If we have some auxillary input $$y$$ that we want to condition on, we the need to model the score function $$\nabla_{\textbf{x}_t} \log q(\textbf{x}_t \mid \textbf{y})$$. Hence, using bayes rule we can write this as:

\begin{align*} & q(\textbf{x}_t \mid \textbf{y}) = \frac{q(\textbf{y} \mid \textbf{x}_t) q(\textbf{x}_t )}{q(\textbf{y})} \\ & \implies \log q(\textbf{x}_t \mid \textbf{y}) = \log q(\textbf{y} \mid \textbf{x}_t) + \log q(\textbf{x}_t ) - \log q(\textbf{y}) \\ & \implies \nabla_{\textbf{x}_t} \log q(\textbf{x}_t \mid \textbf{y}) = \nabla_{\textbf{x}_t} \log q(\textbf{y} \mid \textbf{x}_t) + \nabla_{\textbf{x}_t} \log q(\textbf{x}_t ) \end{align*}

It’s evident here that $$\nabla_{\textbf{x}_t} \log q(\textbf{y} \mid \textbf{x}_t)$$ can be computed using a differentiable approximator, such as a softmax classifier (in the case of labels). We can add a hyperparameter $$s$$ (called “guidance”), which controls how much influence this classifier has on our final prediction.

$\nabla_{\textbf{x}_t} \log q(\textbf{x}_t \mid \textbf{y}) = \nabla_{\textbf{x}_t} \log q(\textbf{x}_t ) + s \cdot \nabla_{\textbf{x}_t} \log q(\textbf{y} \mid \textbf{x}_t)$

The issue is, our $$\textbf{x}_t$$ can be arbitrarily noisy and our classifier will not be able to be accurate at high levels of noise.

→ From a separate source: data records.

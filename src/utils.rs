//! Terminal rendering helpers

use colored::Colorize;

use crate::text::diff::{Edit, Op};

pub fn truncate_display(s: &str, max_len: usize) -> String {
    if s.chars().count() <= max_len {
        s.to_string()
    } else {
        format!("{}...", s.chars().take(max_len).collect::<String>())
    }
}

/// Keeps a table row on one line
pub fn one_line(s: &str) -> String {
    s.replace("\r\n", "\u{21b5}")
        .replace(['\n', '\r'], "\u{21b5}")
        .replace('\t', "\u{2192}")
}

pub fn colorize_edits(edits: &[Edit]) -> String {
    edits
        .iter()
        .map(|e| match e.op {
            Op::Equal => e.text.normal().to_string(),
            Op::Insert => e.text.green().underline().to_string(),
            Op::Delete => e.text.red().strikethrough().to_string(),
        })
        .collect()
}
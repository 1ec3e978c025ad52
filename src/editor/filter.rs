//! Active filter, search terms and the query parameters they produce

use regex::Regex;

/// Fields the server can search in
pub const SEARCH_OPTIONS: &[&str] = &["source", "target", "notes", "locations"];
const DEFAULT_SEARCH_FIELDS: &[&str] = &["source", "target"];

#[derive(Debug, Clone, PartialEq, Eq)]
pub struct FilterState {
    pub filter: String,
    pub checks: Vec<String>,
    pub search_text: Option<String>,
    pub search_fields: Vec<String>,
    prev_filter: String,
    prev_checks: Vec<String>,
}

impl Default for FilterState {
    fn default() -> Self {
        Self {
            filter: "all".to_string(),
            checks: Vec::new(),
            search_text: None,
            search_fields: Vec::new(),
            prev_filter: "all".to_string(),
            prev_checks: Vec::new(),
        }
    }
}

impl FilterState {
    /// Applies a `filter=name[,check...]` value, remembering the current state for rollback
    pub fn set_filter(&mut self, value: &str) {
        self.prev_filter = self.filter.clone();
        self.prev_checks = self.checks.clone();

        let mut parts = value.split(',');
        self.filter = parts.next().unwrap_or("all").to_string();
        self.checks = if self.filter == "checks" {
            parts.map(str::to_string).collect()
        } else {
            Vec::new()
        };
    }

    /// A search overrides any other filter given alongside it
    pub fn set_search(&mut self, text: &str, fields: Option<&str>) {
        self.filter = "search".to_string();
        self.search_text = Some(text.to_string());
        if let Some(fields) = fields {
            self.search_fields = fields
                .split(',')
                .filter(|f| !f.is_empty())
                .map(str::to_string)
                .collect();
        }
    }

    /// Restores the filter that was active before the last `set_filter`
    pub fn rollback(&mut self) {
        self.filter = self.prev_filter.clone();
        self.checks = self.prev_checks.clone();
    }

    pub fn is_search(&self) -> bool {
        self.filter == "search"
    }

    pub fn request_params(&self) -> Vec<(String, String)> {
        let mut params = Vec::new();
        let mut push = |k: &str, v: &str| params.push((k.to_string(), v.to_string()));

        match self.filter.as_str() {
            "checks" => {
                if !self.checks.is_empty() {
                    push("matchnames", &self.checks.join(","));
                }
            }
            "search" => {
                push("search", self.search_text.as_deref().unwrap_or(""));
                if self.search_fields.is_empty() {
                    for field in DEFAULT_SEARCH_FIELDS {
                        push("sfields", field);
                    }
                } else {
                    for field in &self.search_fields {
                        push("sfields", field);
                    }
                }
            }
            "suggestions" => push("matchnames", "hassuggestion"),
            "mysuggestions" => push("matchnames", "ownsuggestion"),
            "all" => {}
            "incomplete" => push("unitstates", "untranslated,fuzzy"),
            other => push("unitstates", other),
        }

        params
    }

    /// Regex highlighting any word of the active search
    pub fn highlight_pattern(&self) -> Option<Regex> {
        if !self.is_search() {
            return None;
        }
        let text = self.search_text.as_deref()?.trim();
        if text.is_empty() {
            return None;
        }
        let words: Vec<String> = text.split(' ').filter(|w| !w.is_empty()).map(regex::escape).collect();
        Regex::new(&format!("(?i)({})", words.join("|"))).ok()
    }
}

fn is_field_token(part: &str) -> bool {
    part.len() > 3 && part.get(..3).is_some_and(|p| p.eq_ignore_ascii_case("in:"))
}

/// Builds the fragment for a search box entry, honouring inline `in:field` tokens
///
/// When the text carries no field tokens, `selected` (the fields ticked in the
/// advanced search options) is used instead.
pub fn parse_search(text: &str, selected: &[String]) -> String {
    let parts: Vec<&str> = text.split(' ').collect();
    let has_fields = parts.iter().any(|p| is_field_token(p));

    let mut fields: Vec<String> = Vec::new();
    let parsed = if has_fields {
        let mut remaining = Vec::new();
        for part in parts {
            if is_field_token(part) {
                let opt = part.split(':').nth(1).unwrap_or("");
                if SEARCH_OPTIONS.contains(&opt) {
                    fields.push(opt.to_string());
                }
            } else {
                remaining.push(part);
            }
        }
        urlencoding::encode(&remaining.join(" ")).into_owned()
    } else {
        fields.extend(selected.iter().cloned());
        urlencoding::encode(text).into_owned()
    };

    if fields.is_empty() {
        format!("search={}", parsed)
    } else {
        format!("search={}&sfields={}", parsed, fields.join(","))
    }
}
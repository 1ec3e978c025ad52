//! Error taxonomy shared by the session, the server client and MT providers

use thiserror::Error;

pub type EditorResult<T> = std::result::Result<T, EditorError>;

#[derive(Debug, Error)]
pub enum EditorError {
    /// The server could not be reached at all
    #[error("connection failed: {0}")]
    Connect(String),

    #[error("request timed out")]
    Timeout,

    #[error("server responded with status {status}")]
    Server { status: u16, message: Option<String> },

    #[error("failed to decode server response: {0}")]
    Decode(String),

    /// A query matched nothing; the filter has already been rolled back
    #[error("no results")]
    NoResults,

    /// Beginning or end of the unit list, or the last unit was submitted
    #[error("{0}")]
    Terminal(String),

    #[error("no active unit")]
    NoActiveUnit,

    #[error("unit {0} is not cached")]
    UnknownUnit(u64),

    #[error("{provider} error: {message}")]
    Provider { provider: String, message: String },

    #[error("invalid fragment parameter {key}={value}")]
    InvalidParam { key: String, value: String },
}

impl EditorError {
    pub fn provider(provider: &str, message: impl Into<String>) -> Self {
        Self::Provider {
            provider: provider.to_string(),
            message: message.into(),
        }
    }

    /// Whether the error happened at the transport level as opposed to the application level
    pub fn is_transport(&self) -> bool {
        matches!(
            self,
            Self::Connect(_) | Self::Timeout | Self::Server { .. } | Self::Decode(_)
        )
    }

    /// Text of the transient banner shown to the translator
    pub fn banner(&self) -> String {
        match self {
            Self::Connect(_) => "Error while connecting to the server.".to_string(),
            Self::Server { status: 500, .. } => "Server error.".to_string(),
            Self::Timeout => "Server seems down, try again later.".to_string(),
            Self::Server {
                message: Some(msg), ..
            } => msg.clone(),
            Self::Server { .. } | Self::Decode(_) => "Unknown error.".to_string(),
            Self::NoResults => "No results.".to_string(),
            Self::Terminal(msg) => msg.clone(),
            Self::NoActiveUnit => "No unit is being edited.".to_string(),
            Self::UnknownUnit(uid) => format!("Unit {} is not loaded.", uid),
            Self::Provider { provider, message } => format!("{} Error: {}", provider, message),
            Self::InvalidParam { key, value } => format!("Invalid {}: {}", key, value),
        }
    }
}

impl From<reqwest::Error> for EditorError {
    fn from(err: reqwest::Error) -> Self {
        if err.is_timeout() {
            Self::Timeout
        } else if let Some(status) = err.status() {
            Self::Server {
                status: status.as_u16(),
                message: None,
            }
        } else if err.is_decode() {
            Self::Decode(err.to_string())
        } else {
            Self::Connect(err.to_string())
        }
    }
}

impl From<serde_json::Error> for EditorError {
    fn from(err: serde_json::Error) -> Self {
        Self::Decode(err.to_string())
    }
}

#[cfg(test)]
mod tests {
    use super::*;

    #[test]
    fn test_banner_messages() {
        assert_eq!(
            EditorError::Connect("refused".into()).banner(),
            "Error while connecting to the server."
        );
        assert_eq!(
            EditorError::Server {
                status: 500,
                message: Some("boom".into())
            }
            .banner(),
            "Server error."
        );
        assert_eq!(
            EditorError::Server {
                status: 403,
                message: Some("Forbidden".into())
            }
            .banner(),
            "Forbidden"
        );
        assert_eq!(EditorError::Timeout.banner(), "Server seems down, try again later.");
        assert_eq!(EditorError::NoResults.banner(), "No results.");
    }

    #[test]
    fn test_transport_classification() {
        assert!(EditorError::Timeout.is_transport());
        assert!(!EditorError::NoResults.is_transport());
        assert!(!EditorError::provider("Apertium", "bad pair").is_transport());
    }
}
//! Character diff with semantic cleanup, rendered as annotated HTML spans

use super::escape::fancy_escape;

/// Above this many LCS cells the middle section is reported as a plain replacement
const MAX_LCS_CELLS: usize = 4_000_000;

#[derive(Debug, Clone, Copy, PartialEq, Eq)]
pub enum Op {
    Equal,
    Insert,
    Delete,
}

#[derive(Debug, Clone, PartialEq, Eq)]
pub struct Edit {
    pub op: Op,
    pub text: String,
}

impl Edit {
    fn new(op: Op, chars: &[char]) -> Self {
        Self {
            op,
            text: chars.iter().collect(),
        }
    }

    fn len(&self) -> usize {
        self.text.chars().count()
    }
}

pub fn diff(old: &str, new: &str) -> Vec<Edit> {
    let a: Vec<char> = old.chars().collect();
    let b: Vec<char> = new.chars().collect();

    let prefix = a.iter().zip(&b).take_while(|(x, y)| x == y).count();
    let suffix = a[prefix..]
        .iter()
        .rev()
        .zip(b[prefix..].iter().rev())
        .take_while(|(x, y)| x == y)
        .count();

    let mut edits = Vec::new();
    if prefix > 0 {
        edits.push(Edit::new(Op::Equal, &a[..prefix]));
    }
    edits.extend(diff_middle(&a[prefix..a.len() - suffix], &b[prefix..b.len() - suffix]));
    if suffix > 0 {
        edits.push(Edit::new(Op::Equal, &a[a.len() - suffix..]));
    }

    merge(edits)
}

fn diff_middle(a: &[char], b: &[char]) -> Vec<Edit> {
    if a.is_empty() && b.is_empty() {
        return Vec::new();
    }
    if a.is_empty() {
        return vec![Edit::new(Op::Insert, b)];
    }
    if b.is_empty() {
        return vec![Edit::new(Op::Delete, a)];
    }
    if a.len().saturating_mul(b.len()) > MAX_LCS_CELLS {
        return vec![Edit::new(Op::Delete, a), Edit::new(Op::Insert, b)];
    }

    let (n, m) = (a.len(), b.len());
    let width = m + 1;
    // lcs[i * width + j] = LCS length of a[i..] and b[j..]
    let mut lcs = vec![0u32; (n + 1) * width];
    for i in (0..n).rev() {
        for j in (0..m).rev() {
            lcs[i * width + j] = if a[i] == b[j] {
                lcs[(i + 1) * width + j + 1] + 1
            } else {
                lcs[(i + 1) * width + j].max(lcs[i * width + j + 1])
            };
        }
    }

    let mut edits: Vec<Edit> = Vec::new();
    let mut push = |op: Op, c: char| match edits.last_mut() {
        Some(last) if last.op == op => last.text.push(c),
        _ => edits.push(Edit {
            op,
            text: c.to_string(),
        }),
    };

    let (mut i, mut j) = (0, 0);
    while i < n && j < m {
        if a[i] == b[j] {
            push(Op::Equal, a[i]);
            i += 1;
            j += 1;
        } else if lcs[(i + 1) * width + j] >= lcs[i * width + j + 1] {
            push(Op::Delete, a[i]);
            i += 1;
        } else {
            push(Op::Insert, b[j]);
            j += 1;
        }
    }
    for &c in &a[i..] {
        push(Op::Delete, c);
    }
    for &c in &b[j..] {
        push(Op::Insert, c);
    }

    cleanup_semantic(edits)
}

/// Dissolves equalities no longer than the edits on either side of them
fn cleanup_semantic(mut edits: Vec<Edit>) -> Vec<Edit> {
    loop {
        let mut changed = false;
        let mut i = 0;
        while i < edits.len() {
            if edits[i].op == Op::Equal && i > 0 && i + 1 < edits.len() {
                let before = edit_run_len(&edits[..i], true);
                let after = edit_run_len(&edits[i + 1..], false);
                let len = edits[i].len();
                if before > 0 && after > 0 && len <= before && len <= after {
                    let text = edits[i].text.clone();
                    edits.splice(
                        i..=i,
                        [
                            Edit {
                                op: Op::Delete,
                                text: text.clone(),
                            },
                            Edit {
                                op: Op::Insert,
                                text,
                            },
                        ],
                    );
                    changed = true;
                }
            }
            i += 1;
        }
        edits = merge(edits);
        if !changed {
            return edits;
        }
    }
}

/// Largest insert or delete length within the edit run adjacent to an equality
fn edit_run_len(edits: &[Edit], backwards: bool) -> usize {
    let (mut inserted, mut deleted) = (0, 0);
    let mut tally = |e: &Edit| match e.op {
        Op::Insert => inserted += e.len(),
        Op::Delete => deleted += e.len(),
        Op::Equal => {}
    };
    if backwards {
        edits
            .iter()
            .rev()
            .take_while(|e| e.op != Op::Equal)
            .for_each(&mut tally);
    } else {
        edits
            .iter()
            .take_while(|e| e.op != Op::Equal)
            .for_each(&mut tally);
    }
    inserted.max(deleted)
}

/// Collapses each run of edits into one delete followed by one insert, joining equalities
fn merge(edits: Vec<Edit>) -> Vec<Edit> {
    let mut out: Vec<Edit> = Vec::with_capacity(edits.len());
    let mut deleted = String::new();
    let mut inserted = String::new();

    let flush = |out: &mut Vec<Edit>, deleted: &mut String, inserted: &mut String| {
        if !deleted.is_empty() {
            out.push(Edit {
                op: Op::Delete,
                text: std::mem::take(deleted),
            });
        }
        if !inserted.is_empty() {
            out.push(Edit {
                op: Op::Insert,
                text: std::mem::take(inserted),
            });
        }
    };

    for edit in edits {
        match edit.op {
            Op::Delete => deleted.push_str(&edit.text),
            Op::Insert => inserted.push_str(&edit.text),
            Op::Equal => {
                flush(&mut out, &mut deleted, &mut inserted);
                if edit.text.is_empty() {
                    continue;
                }
                match out.last_mut() {
                    Some(last) if last.op == Op::Equal => last.text.push_str(&edit.text),
                    _ => out.push(edit),
                }
            }
        }
    }
    flush(&mut out, &mut deleted, &mut inserted);
    out
}

/// Renders `new` against `old`; a deletion directly followed by an insertion becomes one replace span
pub fn render_diff(old: &str, new: &str) -> String {
    let mut rendered = String::new();
    let mut removed: Option<String> = None;

    for edit in diff(old, new) {
        match edit.op {
            Op::Equal => {
                if let Some(text) = removed.take() {
                    rendered.push_str(&span("diff-delete", &text));
                }
                rendered.push_str(&fancy_escape(&edit.text));
            }
            Op::Insert => {
                let class = if removed.take().is_some() {
                    "diff-replace"
                } else {
                    "diff-insert"
                };
                rendered.push_str(&span(class, &edit.text));
            }
            Op::Delete => removed = Some(edit.text),
        }
    }
    if let Some(text) = removed {
        rendered.push_str(&span("diff-delete", &text));
    }

    rendered
}

fn span(class: &str, text: &str) -> String {
    format!(r#"<span class="{}">{}</span>"#, class, fancy_escape(text))
}

#[cfg(test)]
mod tests {
    use super::*;

    #[test]
    fn test_insert_only() {
        let edits = diff("hello world", "hello brave world");
        assert_eq!(
            edits,
            vec![
                Edit {
                    op: Op::Equal,
                    text: "hello ".into()
                },
                Edit {
                    op: Op::Insert,
                    text: "brave ".into()
                },
                Edit {
                    op: Op::Equal,
                    text: "world".into()
                },
            ]
        );
        let html = render_diff("hello world", "hello brave world");
        assert_eq!(html, r#"hello <span class="diff-insert">brave </span>world"#);
        assert!(!html.contains("diff-delete"));
    }

    #[test]
    fn test_substitution_is_single_replace() {
        let html = render_diff("foo", "bar");
        assert_eq!(html, r#"<span class="diff-replace">bar</span>"#);
        assert!(!html.contains("diff-delete"));
        assert!(!html.contains("diff-insert"));
    }

    #[test]
    fn test_trailing_delete() {
        assert_eq!(
            render_diff("close window", "close"),
            r#"close<span class="diff-delete"> window</span>"#
        );
    }

    #[test]
    fn test_semantic_cleanup_absorbs_short_equalities() {
        // The lone shared "a" would otherwise split the edit in two
        let edits = diff("cat", "dog and");
        assert!(edits.iter().all(|e| e.op != Op::Equal));
        assert_eq!(edits.len(), 2);
    }

    #[test]
    fn test_escapes_tags_in_output() {
        let html = render_diff("<b>Save</b>", "<b>Save all</b>");
        assert!(html.contains(r#"<span class="highlight-html">&lt;b&gt;</span>"#));
        assert!(html.contains(r#"<span class="diff-insert"> all</span>"#));
    }

    #[test]
    fn test_identical() {
        assert_eq!(render_diff("same & same", "same & same"), "same &amp; same");
        assert!(diff("", "").is_empty());
    }
}
//! Which cached units surround the one being edited

use super::cache::UnitPageCache;
use crate::model::UnitId;

#[derive(Debug, Clone, Default, PartialEq, Eq)]
pub struct Neighbors {
    /// Units shown above the edit row, in document order
    pub before: Vec<UnitId>,
    pub after: Vec<UnitId>,
}

#[derive(Debug, Clone, Copy, PartialEq, Eq)]
pub enum Direction {
    Previous,
    Next,
}

impl Direction {
    /// Message reported when there is no unit in this direction
    pub fn end_message(&self) -> &'static str {
        match self {
            Self::Previous => "You reached the beginning of the list",
            Self::Next => "You reached the end of the list",
        }
    }
}

/// Context rows per side for a page size
pub fn context_limit(per_page: u32) -> usize {
    (per_page.saturating_sub(1) / 2) as usize
}

fn step(cache: &UnitPageCache, uid: UnitId, direction: Direction) -> Option<UnitId> {
    let unit = cache.unit(uid)?;
    let link = match direction {
        Direction::Previous => unit.prev,
        Direction::Next => unit.next,
    }?;
    cache.contains(link).then_some(link)
}

fn walk(
    cache: &UnitPageCache,
    from: UnitId,
    direction: Direction,
    count: usize,
    out: &mut Vec<UnitId>,
) {
    let mut current = from;
    for _ in 0..count {
        match step(cache, current, direction) {
            Some(next) => {
                out.push(next);
                current = next;
            }
            None => break,
        }
    }
}

/// Up to `limit` cached neighbours per side; a short side lends its unused rows to the other
pub fn neighbors(cache: &UnitPageCache, uid: UnitId, per_page: u32) -> Neighbors {
    let limit = context_limit(per_page);
    let mut before = Vec::new();
    let mut after = Vec::new();

    if !cache.contains(uid) {
        return Neighbors::default();
    }

    walk(cache, uid, Direction::Previous, limit, &mut before);
    walk(cache, uid, Direction::Next, limit, &mut after);

    if cache.len() > limit {
        if after.len() < limit {
            let deficit = limit - after.len();
            let from = before.last().copied().unwrap_or(uid);
            walk(cache, from, Direction::Previous, deficit, &mut before);
        }
        if before.len() < limit {
            let deficit = limit - before.len();
            let from = after.last().copied().unwrap_or(uid);
            walk(cache, from, Direction::Next, deficit, &mut after);
        }
    }

    before.reverse();
    Neighbors { before, after }
}

/// Linked unit in `direction`, or `None` at the edge of the result set
pub fn adjacent(cache: &UnitPageCache, uid: UnitId, direction: Direction) -> Option<UnitId> {
    let unit = cache.unit(uid)?;
    match direction {
        Direction::Previous => unit.prev,
        Direction::Next => unit.next,
    }
}

#[cfg(test)]
mod tests {
    use super::*;
    use crate::model::Unit;

    fn chain(cache: &mut UnitPageCache, page: u32, ids: &[UnitId], first: Option<UnitId>, last: Option<UnitId>) {
        let units = ids
            .iter()
            .enumerate()
            .map(|(i, &id)| Unit {
                id,
                prev: if i == 0 { first } else { Some(ids[i - 1]) },
                next: if i + 1 == ids.len() { last } else { Some(ids[i + 1]) },
                ..Default::default()
            })
            .collect();
        cache.record_page(page, units);
    }

    #[test]
    fn test_context_limit() {
        assert_eq!(context_limit(10), 4);
        assert_eq!(context_limit(9), 4);
        assert_eq!(context_limit(1), 0);
        assert_eq!(context_limit(0), 0);
    }

    #[test]
    fn test_neighbors_in_the_middle() {
        let mut cache = UnitPageCache::new();
        chain(&mut cache, 1, &[1, 2, 3, 4, 5, 6, 7, 8, 9], None, None);
        let n = neighbors(&cache, 5, 5);
        assert_eq!(n.before, vec![3, 4]);
        assert_eq!(n.after, vec![6, 7]);
    }

    #[test]
    fn test_short_side_lends_rows_from_cache() {
        let mut cache = UnitPageCache::new();
        chain(&mut cache, 1, &[1, 2, 3, 4, 5, 6], None, None);
        let n = neighbors(&cache, 1, 5);
        assert!(n.before.is_empty());
        assert_eq!(n.after, vec![2, 3, 4, 5]);

        let n = neighbors(&cache, 6, 5);
        assert_eq!(n.before, vec![2, 3, 4, 5]);
        assert!(n.after.is_empty());
    }

    #[test]
    fn test_unknown_links_are_not_followed() {
        let mut cache = UnitPageCache::new();
        // Unit 3 points at 4 which has not been fetched
        chain(&mut cache, 1, &[1, 2, 3], None, Some(4));
        let n = neighbors(&cache, 3, 5);
        assert_eq!(n.before, vec![1, 2]);
        assert!(n.after.is_empty());
    }

    #[test]
    fn test_adjacent() {
        let mut cache = UnitPageCache::new();
        chain(&mut cache, 1, &[1, 2], None, None);
        assert_eq!(adjacent(&cache, 1, Direction::Next), Some(2));
        assert_eq!(adjacent(&cache, 2, Direction::Next), None);
        assert_eq!(adjacent(&cache, 1, Direction::Previous), None);
    }
}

## Classifier-Free Guidance

Hence, we seek to eliminate our dependence on a classifier, so we use bayes rule once again in the other direction:

\begin{align*} & q(\textbf{y} \mid \textbf{x}_t) = \frac{q(\textbf{x}_t \mid \textbf{y}) q(\textbf{y})}{q(\textbf{x}_t)} \\ & \implies \log q(\textbf{y} \mid \textbf{x}_t) = \log q(\textbf{x}_t \mid \textbf{y}) + \log q(\textbf{y}) - \log q(\textbf{x}_t) \\ & \implies \nabla_{\textbf{x}_t} \log q(\textbf{y} \mid \textbf{x}_t) = \nabla_{\textbf{x}_t} \log q(\textbf{x}_t \mid \textbf{y}) - \nabla_{\textbf{x}_t} \log q(\textbf{x}_t) \\ \end{align*}

Plugging this back into our equation from Classifier Guidance:

\begin{align*} \nabla_{\textbf{x}_t} \log q(\textbf{x}_t \mid \textbf{y}) &= \nabla_{\textbf{x}_t} \log q(\textbf{x}_t ) + s \cdot (\nabla_{\textbf{x}_t} \log q(\textbf{x}_t \mid \textbf{y}) - \nabla_{\textbf{x}_t} \log q(\textbf{x}_t)) \\ &= (1-s) \cdot \nabla_{\textbf{x}_t} \log q(\textbf{x}_t ) + s \cdot \nabla_{\textbf{x}_t} \log q(\textbf{x}_t \mid \textbf{y}) \end{align*}

Ultimately, using our discussion of score functions earlier, we can equate this to learning a diffusion model as:

\begin{align*} \hat{\epsilon}(\textbf{x}_t, \textbf{y}, t) &= -\frac{1}{\sqrt{1 - \bar{\alpha}_t}} \left ( (1-s) \cdot \boldsymbol{\epsilon}_\theta(\mathbf{x}_t, t) + s \cdot \boldsymbol{\epsilon}_\theta(\mathbf{x}_t, \mathbf{y}, t) \right) \end{align*}

We could just model $$\boldsymbol{\epsilon}_\theta(\mathbf{x}_t, \mathbf{y}, t)$$ directly, however this formulation allows us to have more fine grained control over how much our learned conditional distribution affects the final generated sample.